Bird of Paradise: The Finch

01/14/2015 9:30 AM |
Photo by Jane Bruce


The Finch
212 Greene Avenue, Clinton Hill


Imagine this: It’s a Friday night and you make plans to go out to dinner with your one or two (not five to eight) close friends, preferably at a time when normal, working people generally elect to eat (not 5:30 or 10:30 pm). So, you pick up the phone and you call that much-talked about new restaurant located on the ground floor of a 120-year-old Brooklyn brownstone. You know, the one opened by that Roberta’s alum. You’re successfully able to make a reservation. End scene. Sounds impossible, right? Like a high-flying fantasy? Turns out, The Finch makes this kind of specific-to-Brooklyn dream come true. 
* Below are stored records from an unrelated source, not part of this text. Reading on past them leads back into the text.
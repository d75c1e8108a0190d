//! Configuration structures and loading logic.

use std::collections::HashSet;
use std::fs;
use std::path::{Path, PathBuf};
use std::time::Duration;

use directories::ProjectDirs;
use serde::{Deserialize, Serialize};

use crate::api::fields::Exclude;
use crate::api::{TimelineOptions, API_HOST, DEFAULT_MAX_RESULTS};
use crate::error::{Error, Result};
use crate::media::DEFAULT_LIKES_THRESHOLD;

/// Default configuration file name.
pub const CONFIG_FILE_NAME: &str = "config.toml";

/// Main configuration structure.
#[derive(Debug, Clone, Default, Serialize, Deserialize)]
pub struct Config {
    #[serde(default)]
    pub api: ApiConfig,

    #[serde(default)]
    pub harvest: HarvestConfig,

    #[serde(default)]
    pub downloader: DownloaderConfig,
}

/// X API access configuration.
#[derive(Debug, Clone, Serialize, Deserialize)]
pub struct ApiConfig {
    /// App bearer token.
    #[serde(default)]
    pub bearer_token: String,

    /// API host.
    #[serde(default = "default_api_host")]
    pub host: String,

    /// Per-request timeout.
    #[serde(default = "default_timeout_seconds")]
    pub timeout_seconds: u64,
}

impl Default for ApiConfig {
    fn default() -> Self {
        Self {
            bearer_token: String::new(),
            host: default_api_host(),
            timeout_seconds: default_timeout_seconds(),
        }
    }
}

/// Timeline traversal and filtering.
#[derive(Debug, Clone, Serialize, Deserialize)]
pub struct HarvestConfig {
    /// Minimum likes for a post's media to be harvested.
    #[serde(default = "default_likes_threshold")]
    pub likes_threshold: u64,

    /// Follow continuation tokens past the first page.
    #[serde(default = "default_true")]
    pub dig: bool,

    /// Page size (5-100).
    #[serde(default = "default_max_results")]
    pub max_results: u32,

    /// Timeline entries excluded server-side.
    #[serde(default = "default_exclude")]
    pub exclude: HashSet<Exclude>,
}

impl Default for HarvestConfig {
    fn default() -> Self {
        Self {
            likes_threshold: default_likes_threshold(),
            dig: true,
            max_results: default_max_results(),
            exclude: default_exclude(),
        }
    }
}

/// Download agent (aria2 JSON-RPC) configuration.
#[derive(Debug, Clone, Serialize, Deserialize)]
pub struct DownloaderConfig {
    /// WebSocket JSON-RPC endpoint.
    #[serde(default = "default_endpoint")]
    pub endpoint: String,

    /// RPC secret, sent as `token:<secret>`.
    #[serde(default)]
    pub secret: String,

    /// Absolute base directory on the download agent's host.
    #[serde(default = "default_base_directory")]
    pub base_directory: PathBuf,

    /// Whether the agent may overwrite existing files.
    #[serde(default = "default_true")]
    pub allow_overwrite: bool,

    /// Suffix appended to every resolved URL to request original quality.
    #[serde(default = "default_url_suffix")]
    pub url_suffix: String,

    /// Fixed JSON-RPC request id. A fresh UUID is used per request when unset.
    #[serde(default)]
    pub request_id: Option<String>,

    /// Maximum enqueue requests in flight.
    #[serde(default = "default_concurrency")]
    pub concurrency: usize,

    /// Per-request timeout covering connect, send and reply.
    #[serde(default = "default_timeout_seconds")]
    pub timeout_seconds: u64,
}

impl Default for DownloaderConfig {
    fn default() -> Self {
        Self {
            endpoint: default_endpoint(),
            secret: String::new(),
            base_directory: default_base_directory(),
            allow_overwrite: true,
            url_suffix: default_url_suffix(),
            request_id: None,
            concurrency: default_concurrency(),
            timeout_seconds: default_timeout_seconds(),
        }
    }
}

fn default_api_host() -> String {
    API_HOST.to_string()
}

fn default_timeout_seconds() -> u64 {
    30
}

fn default_likes_threshold() -> u64 {
    DEFAULT_LIKES_THRESHOLD
}

fn default_true() -> bool {
    true
}

fn default_max_results() -> u32 {
    DEFAULT_MAX_RESULTS
}

fn default_exclude() -> HashSet<Exclude> {
    [Exclude::Retweets, Exclude::Replies].into_iter().collect()
}

fn default_endpoint() -> String {
    "ws://localhost:6800/jsonrpc".to_string()
}

fn default_base_directory() -> PathBuf {
    PathBuf::from("/downloads")
}

fn default_url_suffix() -> String {
    ":orig".to_string()
}

fn default_concurrency() -> usize {
    1
}

impl Config {
    /// Load configuration from a TOML file.
    pub fn load(path: &Path) -> Result<Self> {
        let content = fs::read_to_string(path).map_err(|e| {
            if e.kind() == std::io::ErrorKind::NotFound {
                Error::Config(format!(
                    "Configuration file not found: {}",
                    path.display()
                ))
            } else {
                Error::Io(e)
            }
        })?;

        let config: Config = toml::from_str(&content)?;
        Ok(config)
    }

    /// Timeline request options derived from the harvest section.
    pub fn timeline_options(&self) -> TimelineOptions {
        // Keep a stable order so requests are reproducible.
        let mut excludes: Vec<Exclude> = self.harvest.exclude.iter().copied().collect();
        excludes.sort_by_key(|e| e.as_str());

        TimelineOptions {
            max_results: self.harvest.max_results,
            excludes,
            ..Default::default()
        }
    }

    pub fn api_timeout(&self) -> Duration {
        Duration::from_secs(self.api.timeout_seconds)
    }
}

/// Locate the configuration file when none was given explicitly.
///
/// Prefers `config.toml` in the working directory, then the platform
/// configuration directory.
pub fn default_config_path() -> PathBuf {
    let local = PathBuf::from(CONFIG_FILE_NAME);
    if local.exists() {
        return local;
    }

    ProjectDirs::from("", "", "x-harvester")
        .map(|dirs| dirs.config_dir().join(CONFIG_FILE_NAME))
        .filter(|path| path.exists())
        .unwrap_or(local)
}
//! Engagement threshold for harvested posts.

use crate::api::model::Post;

/// Likes a post needs before its media is harvested.
pub const DEFAULT_LIKES_THRESHOLD: u64 = 100;

/// Like-count predicate, fixed for the whole run.
#[derive(Debug, Clone, Copy, PartialEq, Eq)]
pub struct EngagementFilter {
    threshold: u64,
}

impl EngagementFilter {
    pub fn new(threshold: u64) -> Self {
        Self { threshold }
    }

    pub fn threshold(&self) -> u64 {
        self.threshold
    }

    /// A post qualifies when its like count is known and at least the threshold.
    pub fn qualifies(&self, post: &Post) -> bool {
        post.like_count.is_some_and(|likes| likes >= self.threshold)
    }
}

impl Default for EngagementFilter {
    fn default() -> Self {
        Self::new(DEFAULT_LIKES_THRESHOLD)
    }
}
Of course, even with the buzz that inevitably surrounds anything Roberta’s-related (chef/owner Gabe McMackin worked their ovens for years), it takes a lot to fill a seventy-plus-seat space —simply palatial by Brooklyn standards—in a predominantly residential section of Clinton Hill that’s essentially devoid of foot traffic. But The Finch is really everything you’d want in a neighborhood and destination restaurant: It’s bright, beautiful, and bustling, with an expansive marble bar ringed by surprisingly comfy high-backed stools, just the spot for lingering with a plate of charcuterie and a pint of Bell’s Amber Ale. Plus, there’s an entirely open, impressively regimented kitchen that spans between the two spacious dining rooms, turning out approachable dishes with just enough whimsy to keep things interesting—think trout with spaghetti squash and apple cider sauce, mussels and monkfish with yellow eye beans and ‘nduja, and planks of pork loin and belly served with bread pudding. 

On first glance, an assortment of snacks and small plates appear to obediently name-check current menu tropes—bread with local honey and sea salt! Baby red russian kale with smoked ricotta!—but McMackin manages to turn quite a few of those well-trod tropes on their heads. We were initially underwhelmed by the pretty palette of none-too-sweet beets and overly firm burrata, until we wrangled them into the perfect bite with caramelized leaves of bitter treviso, and citrusy, glassine shards of pine nut brittle. And instead of being pebbled with Sicily-inspired nuts and raisins, bouquets of roasted romanesco (cauliflower’s green, fractal-floreted cousin), take a left-hand turn at the Mediterranean, paired with Spanish boquerones, green and black olive purees and creamy goat’s milk feta. 

Our only current qualms with The Finch concern the service, which clips along with cool, brisk efficiency—menus are dropped off without preamble, plates whisked away while you’re still attempting to mop up sauce with your fork (probably necessitating the $8 splurge for bread). What’s the rush, when you’re not contending with a one-and-a-half hour-long wait list? But more troubling are the prices, which are potentially prohibitive for a Clinton Hill restaurant. Those aforementioned small plates run from $11-16 a pop, while the entrees are Williamsburg-high—$30 for flat iron beef with chard and potatoes, and $27 for what’s essentially a bowl of admittedly tasty einkorn wheat, spooned over an emulsion of “green things,” and topped with three bay scallops and four Burgundy snails. 

Consider it a small surcharge, I guess, for not having to wait for a table on a Friday night.